И ты потом говоришь им: а хотите я удвою эту цифру? Ведь в этом количестве не учтены те, кто погиб по случайности. Неосторожное обращение с оружием... Человек упал с машины, и его переехало, когда он уже возвращался из зоны АТО. Приехал домой – и у него остановилось сердце. Или пьяный упал и погиб, или счеты с жизнью свел – не выдержал просто, повесился. Так вот таких небоевых потерь, говорю, только за прошлый год, по данным МОУ – больше тысячи человек. И мы их сюда добавляем.

Плюс добавьте сюда и ту сторону. Российские солдаты ведь тоже возвращаются домой в гробах. И их – не меньше, а может, и больше, чем наших. Приплюсовываем и их сюда же.

А есть ведь еще местное население, которое вообще никто не считает. Не считает! Международные организации пробуют что-то – но учета как такового и нет... Вот так мы сейчас на ровном месте взяли и утроили цифру. И получаем 10 тысяч погибших. Что вы теперь чувствуете? Есть разница между 3 550 и 10 000?.. И они уже понимают, что что-то не то. А ты берешь – и рассказываешь этому ребенку отдельную историю. Например, про Рому Набегова (боец батальона "Миротворец", на войну попал после четырех заявлений лично Арсену Авакову; 29 августа сделал последнюю запись в соцсети "Ни шагу назад!", а через несколько часов погиб в так называемом "зеленом коридоре" под Иловайском, – "Апостроф"). Про его маму. Про его папу. Про его семью. Рассказываешь, как мы его нашли. Как его мама эти вещи отдавала... Как футболочку эту нюхала – и не могла отдать: "Она Ромой пахнет". Понимаете?

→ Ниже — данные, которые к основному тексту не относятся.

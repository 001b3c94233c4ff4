//! The page for adding a user and the endpoint its form posts to.

use axum::{
    Form,
    extract::{FromRef, State, rejection::FormRejection},
    response::{IntoResponse, Response},
};
use maud::{Markup, html};

use crate::{
    AppState, ConnectionPool, Error, endpoints,
    html::{
        BUTTON_PRIMARY_STYLE, FORM_ERROR_STYLE, FORM_LABEL_STYLE, FORM_TEXT_INPUT_STYLE, base,
        link,
    },
    routing::redirect_to,
    user::{Email, User, UserName, domain::UserForm, insert_user},
};

/// The state needed for adding a user.
#[derive(Debug, Clone)]
pub struct CreateUserState {
    pub pool: ConnectionPool,
}

impl FromRef<AppState> for CreateUserState {
    fn from_ref(state: &AppState) -> Self {
        Self {
            pool: state.pool.clone(),
        }
    }
}

/// Render the page with an empty form for adding a user.
pub async fn get_add_user_page() -> Response {
    add_user_view(&UserForm::default(), "").into_response()
}

/// Handle the add user form submission.
///
/// If the name or email is missing the form is shown again with an error
/// message and the database is not touched. Otherwise the user is inserted
/// and the client is redirected to the users page. A body that cannot be
/// read as a form counts as one with every field missing.
pub async fn create_user_endpoint(
    State(state): State<CreateUserState>,
    form: Result<Form<UserForm>, FormRejection>,
) -> Response {
    let form = UserForm::from_submission(form);

    let (name, email) = match form.validate() {
        Ok(fields) => fields,
        Err(error) => {
            return add_user_view(&form, &format!("Error: {error}")).into_response();
        }
    };

    match create_user(&state.pool, name, email).await {
        Ok(user) => {
            tracing::debug!("Added user {}", user.id);
            redirect_to(endpoints::USERS)
        }
        Err(error) => error.into_error_page("Could not add the user."),
    }
}

async fn create_user(pool: &ConnectionPool, name: UserName, email: Email) -> Result<User, Error> {
    let connection = pool.acquire().await?;

    connection
        .interact(move |connection| insert_user(name, email, connection))
        .await?
}

fn add_user_view(form: &UserForm, error_message: &str) -> Markup {
    let content = html! {
        h2 { "Add User" }
        (add_user_form_view(form, error_message))
        (link(endpoints::ROOT, "Back"))
    };

    base("Add User", &content)
}

fn add_user_form_view(form: &UserForm, error_message: &str) -> Markup {
    html! {
        form action=(endpoints::ADD_USER) method="post"
        {
            label for="name" class=(FORM_LABEL_STYLE) { "Name" }
            input
                id="name"
                type="text"
                name="name"
                placeholder="Name"
                value=(form.name)
                required
                autofocus
                class=(FORM_TEXT_INPUT_STYLE);

            label for="email" class=(FORM_LABEL_STYLE) { "Email" }
            input
                id="email"
                type="email"
                name="email"
                placeholder="Email"
                value=(form.email)
                required
                class=(FORM_TEXT_INPUT_STYLE);

            @if !error_message.is_empty() {
                p class=(FORM_ERROR_STYLE) { (error_message) }
            }

            button type="submit" class=(BUTTON_PRIMARY_STYLE) { "Add" }
        }
    }
}

#[cfg(test)]
mod add_user_page_tests {
    use axum::http::StatusCode;

    use crate::{
        endpoints,
        test_utils::{
            assert_content_type, assert_form_action, assert_form_input,
            assert_form_submit_button_with_text, assert_valid_html, must_get_form,
            parse_html_document,
        },
        user::get_add_user_page,
    };

    #[tokio::test]
    async fn render_page() {
        let response = get_add_user_page().await;

        assert_eq!(response.status(), StatusCode::OK);
        assert_content_type(&response, "text/html; charset=utf-8");

        let html = parse_html_document(response).await;
        assert_valid_html(&html);

        let form = must_get_form(&html);
        assert_form_action(&form, endpoints::ADD_USER, "post");
        assert_form_input(&form, "name", "text");
        assert_form_input(&form, "email", "email");
        assert_form_submit_button_with_text(&form, "Add");
    }
}
#![allow(missing_docs)]

pub(crate) mod form;
pub(crate) mod html;
pub(crate) mod http;
pub(crate) mod state;

pub(crate) use form::{
    assert_form_action, assert_form_error_message, assert_form_input,
    assert_form_input_with_value, assert_form_submit_button_with_text, must_get_form,
};
pub(crate) use html::{assert_valid_html, page_text, parse_html_document};
pub(crate) use http::{assert_content_type, assert_redirect, get_header};
pub(crate) use state::{get_test_pool, insert_test_user};
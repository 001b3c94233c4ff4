//! Core user domain types.

use std::{fmt::Display, str::FromStr};

use axum::{Form, extract::rejection::FormRejection};
use serde::{Deserialize, Serialize};

use crate::Error;

/// A newtype wrapper for integer user IDs.
///
/// IDs are generated by the database when a user is inserted and never change.
#[derive(Clone, Copy, Debug, PartialEq, Eq, Serialize, Deserialize, Hash)]
pub struct UserId(i64);

impl UserId {
    /// Create a new user ID.
    pub fn new(id: i64) -> Self {
        Self(id)
    }

    /// Cast the user ID to a 64 bit integer.
    pub fn as_i64(&self) -> i64 {
        self.0
    }
}

impl Display for UserId {
    fn fmt(&self, f: &mut std::fmt::Formatter<'_>) -> std::fmt::Result {
        self.0.fmt(f)
    }
}

impl FromStr for UserId {
    type Err = Error;

    fn from_str(s: &str) -> Result<Self, Self::Err> {
        s.trim()
            .parse()
            .map(Self)
            .map_err(|_| Error::InvalidUserId(s.to_owned()))
    }
}

/// A validated, non-empty user name.
#[derive(Clone, Debug, PartialEq, Eq, Serialize, Deserialize, Hash)]
pub struct UserName(String);

impl UserName {
    /// Create a user name, keeping `name` exactly as given.
    ///
    /// # Errors
    ///
    /// This function will return an [Error::MissingField] if `name` is empty.
    pub fn new(name: &str) -> Result<Self, Error> {
        if name.is_empty() {
            Err(Error::MissingField("name"))
        } else {
            Ok(Self(name.to_owned()))
        }
    }

    /// Create a user name without validation.
    ///
    /// The caller should ensure that the string is not empty.
    pub fn new_unchecked(name: &str) -> Self {
        Self(name.to_owned())
    }
}

impl AsRef<str> for UserName {
    fn as_ref(&self) -> &str {
        &self.0
    }
}

impl FromStr for UserName {
    type Err = Error;

    fn from_str(s: &str) -> Result<Self, Self::Err> {
        UserName::new(s)
    }
}

impl Display for UserName {
    fn fmt(&self, f: &mut std::fmt::Formatter<'_>) -> std::fmt::Result {
        write!(f, "{}", self.0)
    }
}

/// A validated, non-empty email address.
///
/// Only presence is checked. Uniqueness is enforced by the database.
#[derive(Clone, Debug, PartialEq, Eq, Serialize, Deserialize, Hash)]
pub struct Email(String);

impl Email {
    /// Create an email address, keeping `email` exactly as given.
    ///
    /// # Errors
    ///
    /// This function will return an [Error::MissingField] if `email` is empty.
    pub fn new(email: &str) -> Result<Self, Error> {
        if email.is_empty() {
            Err(Error::MissingField("email"))
        } else {
            Ok(Self(email.to_owned()))
        }
    }

    /// Create an email address without validation.
    ///
    /// The caller should ensure that the string is not empty.
    pub fn new_unchecked(email: &str) -> Self {
        Self(email.to_owned())
    }
}

impl AsRef<str> for Email {
    fn as_ref(&self) -> &str {
        &self.0
    }
}

impl Display for Email {
    fn fmt(&self, f: &mut std::fmt::Formatter<'_>) -> std::fmt::Result {
        write!(f, "{}", self.0)
    }
}

/// A user stored in the database.
#[derive(Debug, Clone, PartialEq, Eq, Serialize, Deserialize, Hash)]
pub struct User {
    /// The ID generated by the database.
    pub id: UserId,
    /// The user's name.
    pub name: UserName,
    /// The user's email address, unique across all users.
    pub email: Email,
}

/// Form data for creating and editing users.
///
/// Missing fields deserialize to empty strings so that handlers, rather than
/// the form extractor, decide how to respond to them.
#[derive(Debug, Default, Serialize, Deserialize)]
pub struct UserForm {
    /// The user's ID, only sent by the edit form.
    #[serde(default)]
    pub id: String,
    #[serde(default)]
    pub name: String,
    #[serde(default)]
    pub email: String,
}

impl UserForm {
    /// Take the submitted form, or an empty one if the request body could
    /// not be read as a form.
    pub fn from_submission(form: Result<Form<UserForm>, FormRejection>) -> Self {
        match form {
            Ok(Form(form)) => form,
            Err(rejection) => {
                tracing::debug!("treating an unreadable form body as empty: {rejection}");
                Self::default()
            }
        }
    }

    /// Validate the name and email fields.
    ///
    /// # Errors
    ///
    /// Returns [Error::MissingField] naming the first field that is empty.
    pub fn validate(&self) -> Result<(UserName, Email), Error> {
        Ok((UserName::new(&self.name)?, Email::new(&self.email)?))
    }
}

/// The query string for pages and endpoints that act on a single user.
#[derive(Debug, Default, Serialize, Deserialize)]
pub struct UserIdQuery {
    pub id: Option<String>,
}

impl UserIdQuery {
    /// The raw ID if it was given and is not blank.
    pub fn raw_id(&self) -> Option<&str> {
        self.id.as_deref().filter(|id| !id.trim().is_empty())
    }
}

#[cfg(test)]
mod user_domain_tests {
    use crate::{
        Error,
        user::{Email, UserId, UserName},
    };

    use super::{UserForm, UserIdQuery};

    #[test]
    fn name_fails_on_empty_string() {
        assert_eq!(UserName::new(""), Err(Error::MissingField("name")));
    }

    #[test]
    fn email_fails_on_empty_string() {
        assert_eq!(Email::new(""), Err(Error::MissingField("email")));
    }

    #[test]
    fn whitespace_is_kept_as_submitted() {
        assert_eq!(UserName::new("  Ana ").unwrap().as_ref(), "  Ana ");
        assert_eq!(UserName::new(" ").unwrap().as_ref(), " ");
        assert_eq!(Email::new(" ana@x.com").unwrap().as_ref(), " ana@x.com");
    }

    #[test]
    fn user_id_parses_integers() {
        assert_eq!("42".parse::<UserId>(), Ok(UserId::new(42)));
        assert_eq!(" 7 ".parse::<UserId>(), Ok(UserId::new(7)));
    }

    #[test]
    fn user_id_rejects_non_integers() {
        assert_eq!(
            "abc".parse::<UserId>(),
            Err(Error::InvalidUserId("abc".to_owned()))
        );
    }

    #[test]
    fn form_validation_reports_first_missing_field() {
        let form = UserForm {
            id: String::new(),
            name: "Ana".to_owned(),
            email: String::new(),
        };

        assert_eq!(form.validate(), Err(Error::MissingField("email")));
    }

    #[test]
    fn blank_query_id_is_missing() {
        let query = UserIdQuery {
            id: Some("  ".to_owned()),
        };

        assert_eq!(query.raw_id(), None);
        assert_eq!(UserIdQuery::default().raw_id(), None);
    }
}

Роман Набегов Фото: Facebook Виктория Валевская

И дети стоят – и начинают понимать, что что-то не то. А ты им говоришь: "Видите, три тысячи для вас – ничто, а один человек..." Они понимают, что важна не цифра, а каждый человек в отдельности. Что 3 550 погибших – это 1 + 1 + 1 +... И когда ты это доносишь до детей, видишь, что они становятся совершенно другими людьми. Вот это вранье, этот пафос правительственный уходят. Этот "совок", который до сих пор живет в нашем обществе.

Просто стать и поговорить – это все ни о чем. Только когда вы поймете боль одной семьи – только тогда до вас дойдет.